American Splendor by Harvey Pekar.


Last night, I was talking to the bartender for quite a while (and sure, entirely too long about the Brad Pitt canon but whatever) about everything and anything: rivers to fly fish in/at, psychedelics, cocktails, steakhouses in town…more Brad Pitt. I got a handful of recommendations for bars and the rest is history.

My old boss had a term to describe the occasional euphoria that comes with a hangover. I don’t remember what she called it (it was certainly better than some lame portmanteau like hang-oria) but I know what she means. There is sometimes a sense of contentment with the hangover along with the ability to focus and forget everything else. It’s as though the mind, in its still inebriated state, lets go of all the small and seemingly insurmountable anxieties of the day and gathers itself for a much larger matter—that of the hangover. I’ll do anything to get over the hangover (except for not drink apparently). Most people tell me they’ll remain in bed, watching TV, scrolling through Twitter, or some other, what they would consider, innocuous activity. But I say that that’s far worse. I’d rather force myself to move around, sweat it out, activate the mind and the body, force feed it…anything really, than to sit and scroll—that awful activity that destroys the soul and all possibilities of engagement in life.

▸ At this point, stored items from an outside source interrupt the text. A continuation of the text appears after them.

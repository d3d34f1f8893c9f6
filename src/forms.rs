//! URL-encoded forms posted by the HTML views, and their validation.
//! Invalid input never reaches the store; each problem is reported against
//! the field that caused it.

use crate::models::{
    MonthlyTarget, PaymentStatus, SavedLocation, ShiftEntry, ShiftType, is_palette_color,
};
use crate::recurrence::{self, Cadence, EndCondition, MAX_OCCURRENCES, SCAN_LIMIT};
use chrono::{NaiveDate, NaiveTime, Weekday};
use serde::Deserialize;
use std::collections::BTreeMap;
use std::ops::RangeInclusive;

/// Dates listed in the recurrence preview before the "+K more" marker.
pub const PREVIEW_LEN: usize = 5;
const DEFAULT_COUNT: u32 = 4;
/// Years accepted for targets and the financial view.
pub const YEAR_RANGE: RangeInclusive<i32> = 1900..=9999;

#[derive(Debug, Default, Clone, PartialEq, Eq)]
pub struct FieldErrors(BTreeMap<&'static str, String>);

impl FieldErrors {
    pub fn add(&mut self, field: &'static str, message: impl Into<String>) {
        self.0.entry(field).or_insert_with(|| message.into());
    }

    pub fn get(&self, field: &str) -> Option<&str> {
        self.0.get(field).map(String::as_str)
    }

    pub fn is_empty(&self) -> bool {
        self.0.is_empty()
    }

    fn into_result<T>(self, value: impl FnOnce() -> T) -> Result<T, FieldErrors> {
        if self.is_empty() { Ok(value()) } else { Err(self) }
    }
}

#[derive(Debug, Clone, Default, Deserialize)]
#[serde(default)]
pub struct ShiftForm {
    /// Set when editing an existing shift.
    pub id: String,
    pub date: String,
    pub start_time: String,
    pub end_time: String,
    pub location: String,
    pub specialty: String,
    pub shift_type: String,
    pub payment_amount: String,
    pub payment_status: String,
    pub notes: String,
    pub color: String,
    pub recurrence: String,
    pub end_mode: String,
    pub until: String,
    pub count: String,
    pub day_sun: Option<String>,
    pub day_mon: Option<String>,
    pub day_tue: Option<String>,
    pub day_wed: Option<String>,
    pub day_thu: Option<String>,
    pub day_fri: Option<String>,
    pub day_sat: Option<String>,
    /// `preview` re-renders the form with the expanded dates instead of saving.
    pub action: String,
}

impl ShiftForm {
    /// Prefills the form for editing.
    pub fn from_shift(shift: &ShiftEntry) -> Self {
        Self {
            id: shift.id.clone(),
            date: shift.date.clone(),
            start_time: shift.start_time.clone(),
            end_time: shift.end_time.clone(),
            location: shift.location.clone(),
            specialty: shift.specialty.clone(),
            shift_type: shift.shift_type.as_str().to_string(),
            payment_amount: format!("{:.2}", shift.payment_amount),
            payment_status: shift.payment_status.as_str().to_string(),
            notes: shift.notes.clone().unwrap_or_default(),
            color: shift.color.clone().unwrap_or_default(),
            ..Self::default()
        }
    }

    pub fn is_edit(&self) -> bool {
        !self.id.trim().is_empty()
    }

    pub fn is_preview(&self) -> bool {
        self.action == "preview"
    }

    pub fn selected_days(&self) -> Vec<Weekday> {
        [
            (Weekday::Sun, &self.day_sun),
            (Weekday::Mon, &self.day_mon),
            (Weekday::Tue, &self.day_tue),
            (Weekday::Wed, &self.day_wed),
            (Weekday::Thu, &self.day_thu),
            (Weekday::Fri, &self.day_fri),
            (Weekday::Sat, &self.day_sat),
        ]
        .into_iter()
        .filter(|(_, checked)| checked.is_some())
        .map(|(day, _)| day)
        .collect()
    }

    /// Validates the form and builds the shifts to store: one per recurrence
    /// date in create mode, exactly one (same id) in edit mode.
    pub fn validate(
        &self,
        mut new_id: impl FnMut() -> String,
    ) -> Result<Vec<ShiftEntry>, FieldErrors> {
        let mut errors = FieldErrors::default();

        let date = required(&mut errors, "date", &self.date, "Date is required")
            .and_then(|value| parse_date_field(&mut errors, "date", value));
        let start_time = required(&mut errors, "start_time", &self.start_time, "Start time is required")
            .and_then(|value| parse_time_field(&mut errors, "start_time", value));
        let end_time = required(&mut errors, "end_time", &self.end_time, "End time is required")
            .and_then(|value| parse_time_field(&mut errors, "end_time", value));
        let location = required(&mut errors, "location", &self.location, "Location is required");
        let specialty = required(&mut errors, "specialty", &self.specialty, "Specialty is required");

        let shift_type = match self.shift_type.trim() {
            "" => ShiftType::default(),
            value => ShiftType::parse(value).unwrap_or_else(|| {
                errors.add("shift_type", "Unknown shift type");
                ShiftType::default()
            }),
        };
        let payment_status = match self.payment_status.trim() {
            "" => PaymentStatus::default(),
            value => PaymentStatus::parse(value).unwrap_or_else(|| {
                errors.add("payment_status", "Unknown payment status");
                PaymentStatus::default()
            }),
        };

        let payment_amount = match parse_amount(&self.payment_amount) {
            Some(amount) if amount > 0.0 => amount,
            _ => {
                errors.add("payment_amount", "Amount must be greater than zero");
                0.0
            }
        };

        let color = optional(&self.color);
        if let Some(color) = &color {
            if !is_palette_color(color) {
                errors.add("color", "Pick a colour from the palette");
            }
        }

        let dates = match (date, self.is_edit()) {
            (Some(date), false) => self.recurrence_dates(&mut errors, date),
            (Some(date), true) => vec![date],
            (None, _) => Vec::new(),
        };

        let template = ShiftEntry {
            id: self.id.trim().to_string(),
            date: String::new(),
            start_time: start_time.map(format_time).unwrap_or_default(),
            end_time: end_time.map(format_time).unwrap_or_default(),
            location: location.unwrap_or_default().to_string(),
            specialty: specialty.unwrap_or_default().to_string(),
            shift_type,
            payment_amount,
            payment_status,
            notes: optional(&self.notes),
            color,
        };

        let edit = self.is_edit();
        errors.into_result(|| {
            dates
                .into_iter()
                .map(|date| ShiftEntry {
                    id: if edit { template.id.clone() } else { new_id() },
                    date: date.format("%Y-%m-%d").to_string(),
                    ..template.clone()
                })
                .collect()
        })
    }

    /// Dates the recurrence settings expand to, for the preview panel.
    /// `None` while the start date or the recurrence settings are invalid.
    pub fn preview(&self) -> Option<(Vec<String>, usize)> {
        let mut errors = FieldErrors::default();
        let date = parse_date_field(&mut errors, "date", self.date.trim())?;
        let dates = self.recurrence_dates(&mut errors, date);
        if !errors.is_empty() {
            return None;
        }
        let (shown, more) = recurrence::preview(&dates, PREVIEW_LEN);
        Some((
            shown
                .iter()
                .map(|date| date.format("%Y-%m-%d").to_string())
                .collect(),
            more,
        ))
    }

    fn recurrence_dates(&self, errors: &mut FieldErrors, start: NaiveDate) -> Vec<NaiveDate> {
        let cadence = match Cadence::parse(&self.recurrence, self.selected_days()) {
            Ok(cadence) => cadence,
            Err(err) => {
                errors.add("recurrence", err.to_string());
                return vec![start];
            }
        };
        if cadence == Cadence::None {
            return vec![start];
        }

        let end = match self.end_mode.trim() {
            "until" => {
                match required(errors, "until", &self.until, "End date is required")
                    .and_then(|value| parse_date_field(errors, "until", value))
                {
                    Some(until) if until < start => {
                        errors.add("until", "End date must not be before the start date");
                        return vec![start];
                    }
                    Some(until) if (until - start).num_days() > i64::from(SCAN_LIMIT) => {
                        errors.add(
                            "until",
                            format!("End date must be within {SCAN_LIMIT} days of the start date"),
                        );
                        return vec![start];
                    }
                    Some(until) => EndCondition::Until(until),
                    None => return vec![start],
                }
            }
            _ => match self.count.trim() {
                "" => EndCondition::Count(DEFAULT_COUNT),
                value => match value.parse::<u32>() {
                    Ok(count) if (1..=MAX_OCCURRENCES).contains(&count) => {
                        EndCondition::Count(count)
                    }
                    _ => {
                        errors.add(
                            "count",
                            format!("Occurrences must be between 1 and {MAX_OCCURRENCES}"),
                        );
                        return vec![start];
                    }
                },
            },
        };

        recurrence::expand(start, &cadence, end)
    }
}

#[derive(Debug, Clone, Default, Deserialize)]
#[serde(default)]
pub struct TargetForm {
    pub year: String,
    pub month: String,
    pub expected: String,
    pub actual: String,
}

impl TargetForm {
    pub fn validate(&self) -> Result<MonthlyTarget, FieldErrors> {
        let mut errors = FieldErrors::default();

        let year = match self.year.trim().parse::<i32>() {
            Ok(year) if YEAR_RANGE.contains(&year) => year,
            _ => {
                errors.add("year", "Invalid year");
                0
            }
        };
        let month = match self.month.trim().parse::<u32>() {
            Ok(month) if (1..=12).contains(&month) => month,
            _ => {
                errors.add("month", "Invalid month");
                0
            }
        };
        let expected = non_negative(&mut errors, "expected", &self.expected);
        let actual = non_negative(&mut errors, "actual", &self.actual);

        errors.into_result(|| MonthlyTarget::new(year, month, expected, actual))
    }
}

#[derive(Debug, Clone, Default, Deserialize)]
#[serde(default)]
pub struct LocationForm {
    /// Set when renaming.
    pub id: String,
    pub name: String,
}

impl LocationForm {
    /// Builds the location to store, or `Ok(None)` when adding a name that is
    /// already saved.
    pub fn validate(
        &self,
        existing: &BTreeMap<String, SavedLocation>,
        new_id: impl FnOnce() -> String,
    ) -> Result<Option<SavedLocation>, FieldErrors> {
        let name = self.name.trim();
        if name.is_empty() {
            let mut errors = FieldErrors::default();
            errors.add("name", "Name is required");
            return Err(errors);
        }

        let id = self.id.trim();
        if id.is_empty() {
            if existing.values().any(|location| location.name == name) {
                return Ok(None);
            }
            return Ok(Some(SavedLocation {
                id: new_id(),
                name: name.to_string(),
                usage_count: 0,
            }));
        }

        let usage_count = existing.get(id).map(|location| location.usage_count).unwrap_or(0);
        Ok(Some(SavedLocation {
            id: id.to_string(),
            name: name.to_string(),
            usage_count,
        }))
    }
}

fn required<'a>(
    errors: &mut FieldErrors,
    field: &'static str,
    value: &'a str,
    message: &str,
) -> Option<&'a str> {
    let value = value.trim();
    if value.is_empty() {
        errors.add(field, message);
        None
    } else {
        Some(value)
    }
}

fn optional(value: &str) -> Option<String> {
    let value = value.trim();
    (!value.is_empty()).then(|| value.to_string())
}

fn parse_date_field(errors: &mut FieldErrors, field: &'static str, value: &str) -> Option<NaiveDate> {
    match recurrence::parse_date(value) {
        Ok(date) => Some(date),
        Err(_) => {
            errors.add(field, "Use the YYYY-MM-DD format");
            None
        }
    }
}

fn parse_time_field(errors: &mut FieldErrors, field: &'static str, value: &str) -> Option<NaiveTime> {
    NaiveTime::parse_from_str(value, "%H:%M")
        .or_else(|_| NaiveTime::parse_from_str(value, "%H:%M:%S"))
        .map_err(|_| errors.add(field, "Use the HH:MM format"))
        .ok()
}

fn format_time(time: NaiveTime) -> String {
    time.format("%H:%M").to_string()
}

/// Accepts `1234.56` as well as the comma decimal `1234,56`.
fn parse_amount(value: &str) -> Option<f64> {
    let value = value.trim().replace(',', ".");
    value.parse::<f64>().ok().filter(|amount| amount.is_finite())
}

fn non_negative(errors: &mut FieldErrors, field: &'static str, value: &str) -> f64 {
    if value.trim().is_empty() {
        return 0.0;
    }
    match parse_amount(value) {
        Some(amount) if amount >= 0.0 => amount,
        _ => {
            errors.add(field, "Must be a number of zero or more");
            0.0
        }
    }
}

Years ago, probably about eighteen years now, I went to a nearby coffee shop in Brooklyn on an unbearably humid day. I was hungover as I was on most days. At the time, I was living on Scholes Street in Bushwick in a miserable, crooked apartment that smelled of asbestos. My bedroom had a built in drawer in the wall that, when removed, opened to the guts of the building, a building with a rat infestation. It was an absolutely terrifying place. I don’t know what was worse, that apartment or the one on Bedford Ave where I’d wake to dozens of cockroaches on my cutting board each morning. How I ever cooked a meal there is beyond me. Anyhow, the coffee shop.

According to Google maps, the coffee shop is no longer there. Good riddance. The coffee was no good and the service worse. I only went there to write and drink coffee. After what was probably only a matter of days of concerted effort, the aggravation was settling in once again that I’d never be a writer. I had little dedication to anything in those days (not much has changed).

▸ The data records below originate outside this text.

fn recurrence_fields(form: &ShiftForm, errors: &FieldErrors) -> String {
    let mut out = String::from(r#"<fieldset class="recurrence"><legend>Repeat</legend><select name="recurrence">"#);
    let current = if form.recurrence.is_empty() { "none" } else { form.recurrence.as_str() };
    for (value, label) in [
        ("none", "Does not repeat"),
        ("daily", "Every day"),
        ("weekly", "Every week on the same weekday"),
        ("weekdays", "Every weekday (Mon–Fri)"),
        ("custom", "Custom days"),
    ] {
        let _ = write!(
            out,
            r#"<option value="{value}"{}>{label}</option>"#,
            selected(current == value)
        );
    }
    out.push_str("</select>");
    out.push_str(&field_error(errors, "recurrence"));

    out.push_str(r#"<div class="weekdays">"#);
    let picked = form.selected_days();
    for ((day, field), name) in [
        (Weekday::Sun, "day_sun"),
        (Weekday::Mon, "day_mon"),
        (Weekday::Tue, "day_tue"),
        (Weekday::Wed, "day_wed"),
        (Weekday::Thu, "day_thu"),
        (Weekday::Fri, "day_fri"),
        (Weekday::Sat, "day_sat"),
    ]
    .into_iter()
    .zip(DAY_NAMES)
    {
        let _ = write!(
            out,
            r#"<label><input type="checkbox" name="{field}"{}>{name}</label>"#,
            checked(picked.contains(&day))
        );
    }
    out.push_str("</div>");

    let until_mode = form.end_mode == "until";
    let _ = write!(
        out,
        r#"<div class="row"><label><input type="radio" name="end_mode" value="count"{}> After <input type="number" min="1" max="{MAX_OCCURRENCES}" name="count" value="{}"> occurrences</label><label><input type="radio" name="end_mode" value="until"{}> Until <input type="date" name="until" value="{}"></label></div>{}{}</fieldset>"#,
        checked(!until_mode),
        escape(&form.count),
        checked(until_mode),
        escape(&form.until),
        field_error(errors, "count"),
        field_error(errors, "until"),
    );
    out
}

pub struct CalendarPage<'a> {
    pub month: &'a CalendarMonth<'a>,
    pub filter: &'a ShiftFilter,
    pub locations: &'a [String],
    pub specialties: &'a [String],
    pub today: &'a str,
    pub selected: Option<(&'a str, Vec<&'a ShiftEntry>)>,
}

fn calendar_query(year: i32, month: u32, filter: &ShiftFilter) -> String {
    let mut query = format!("month={year:04}-{month:02}");
    if let Some(location) = &filter.location {
        let _ = write!(query, "&amp;location={}", encode(location));
    }
    if let Some(specialty) = &filter.specialty {
        let _ = write!(query, "&amp;specialty={}", encode(specialty));
    }
    query
}

fn filter_select(name: &str, all_label: &str, options: &[String], current: Option<&str>) -> String {
    let mut out = format!(
        r#"<select name="{name}" onchange="this.form.submit()"><option value="all"{}>{all_label}</option>"#,
        selected(current.is_none())
    );
    for option in options {
        let _ = write!(
            out,
            r#"<option value="{value}"{sel}>{value}</option>"#,
            value = escape(option),
            sel = selected(current == Some(option.as_str())),
        );
    }
    out.push_str("</select>");
    out
}

pub fn render_calendar(view: &CalendarPage<'_>) -> String {
    let month = view.month;
    let (prev_year, prev_month) = add_months(month.year, month.month, -1);
    let (next_year, next_month) = add_months(month.year, month.month, 1);
    let base_query = calendar_query(month.year, month.month, view.filter);

    let mut content = String::new();
    content.push_str(r#"<header class="view-header"><h1>Calendar</h1><p class="muted">Your shifts month by month</p></header>"#);

    let _ = write!(
        content,
        r#"<form method="get" action="/calendar" class="filters"><input type="hidden" name="month" value="{:04}-{:02}">{}{}"#,
        month.year,
        month.month,
        filter_select("location", "All locations", view.locations, view.filter.location.as_deref()),
        filter_select("specialty", "All specialties", view.specialties, view.filter.specialty.as_deref()),
    );
    if view.filter.is_active() {
        let _ = write!(
            content,
            r#"<a class="link" href="/calendar?month={:04}-{:02}">Clear filters</a>"#,
            month.year, month.month
        );
    }
    content.push_str("</form>");

    let _ = write!(
        content,
        r#"<section class="panel"><div class="month-nav"><a class="button ghost" href="/calendar?{}">‹</a><h2>{}</h2><a class="button ghost" href="/calendar?{}">›</a></div><div class="calendar">"#,
        calendar_query(prev_year, prev_month, view.filter),
        month_label(month.year, month.month),
        calendar_query(next_year, next_month, view.filter),
    );
    for name in DAY_NAMES {
        let _ = write!(content, r#"<div class="day-name">{name}</div>"#);
    }
    for _ in 0..month.leading_blanks {
        content.push_str(r#"<div class="cell blank"></div>"#);
    }
    for day in &month.days {
        let mut classes = String::from("cell");
        if day.key == view.today {
            classes.push_str(" today");
        }
        if view.selected.as_ref().is_some_and(|(date, _)| *date == day.key) {
            classes.push_str(" selected");
        }
        if !day.shifts.is_empty() {
            classes.push_str(" busy");
        }
        let _ = write!(
            content,
            r#"<a class="{classes}" href="/calendar?{base_query}&amp;date={}"><span class="day-number">{}</span>"#,
            day.key,
            day.date.format("%-d"),
        );
        for shift in day.shifts.iter().take(CELL_CHIPS) {
            let style = shift
                .color
                .as_deref()
                .map(|color| format!(r#" style="border-color:{}""#, escape(color)))
                .unwrap_or_default();
            let _ = write!(
                content,
                r#"<span class="chip"{style}>{} {}</span>"#,
                escape(&shift.start_time),
                escape(&shift.location)
            );
        }
        if day.shifts.len() > CELL_CHIPS {
            let _ = write!(
                content,
                r#"<span class="chip more">+{}</span>"#,
                day.shifts.len() - CELL_CHIPS
            );
        }
        content.push_str("</a>");
    }
    content.push_str("</div></section>");

    if let Some((date, shifts)) = &view.selected {
        let _ = write!(
            content,
            r#"<section class="panel"><h2>{}</h2>{}<a class="button" href="/shifts?date={}">Add shift on this day</a></section>"#,
            format_date(date),
            shift_list(shifts, "No shifts on this day"),
            escape(date),
        );
    }

    page("Calendar", Nav::Calendar, &content)
}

I decided that morning that if I couldn’t sit and write a story, that I didn’t have it in me. I was staring off into nothingness when a teenager came in to, presumably, order a coffee. The barista, a young tattooed girl with bleached hair and anemia, was foaming a latte and paying little attention to her tip jar, which the teenager dipped into, nabbed a fistful of single bills, turned around and walked back out. I said nothing.

I went back to my story which went nowhere. It was not a story of a teenager swiping tips from a coffee shop while a nonparticipating observer sat miserably trying to write a story. But it could have been. I missed my chance to engage somehow. At the very least, I could have informed the barista.


The puzzling thing is, I didn’t even have the distractions that I have, that we all have, now. I had an iPod with probably a hundred songs I’d listen to on the subway. There were no distractions other than self-loathing, doubt, and hangovers. Now, I’ve got all of that and a job. I don’t know how I get anything done. Mostly, the ideas occur while I’m in the gym and they begin writing themselves. Of course, the issue is that when I sit to write, the ideas no longer want to come. They’ve retreated and lodged themselves in the recesses of my mind, no longer accessible and the, as Steinbeck said, “vague terror of addressing the large and faceless audience” returns. His recommendation is to write a friend. I always write to the same person. Had I known that trick early on, perhaps I could have gotten something done. Instead, I’ve got entirely too many stories of hangovers and missed chances.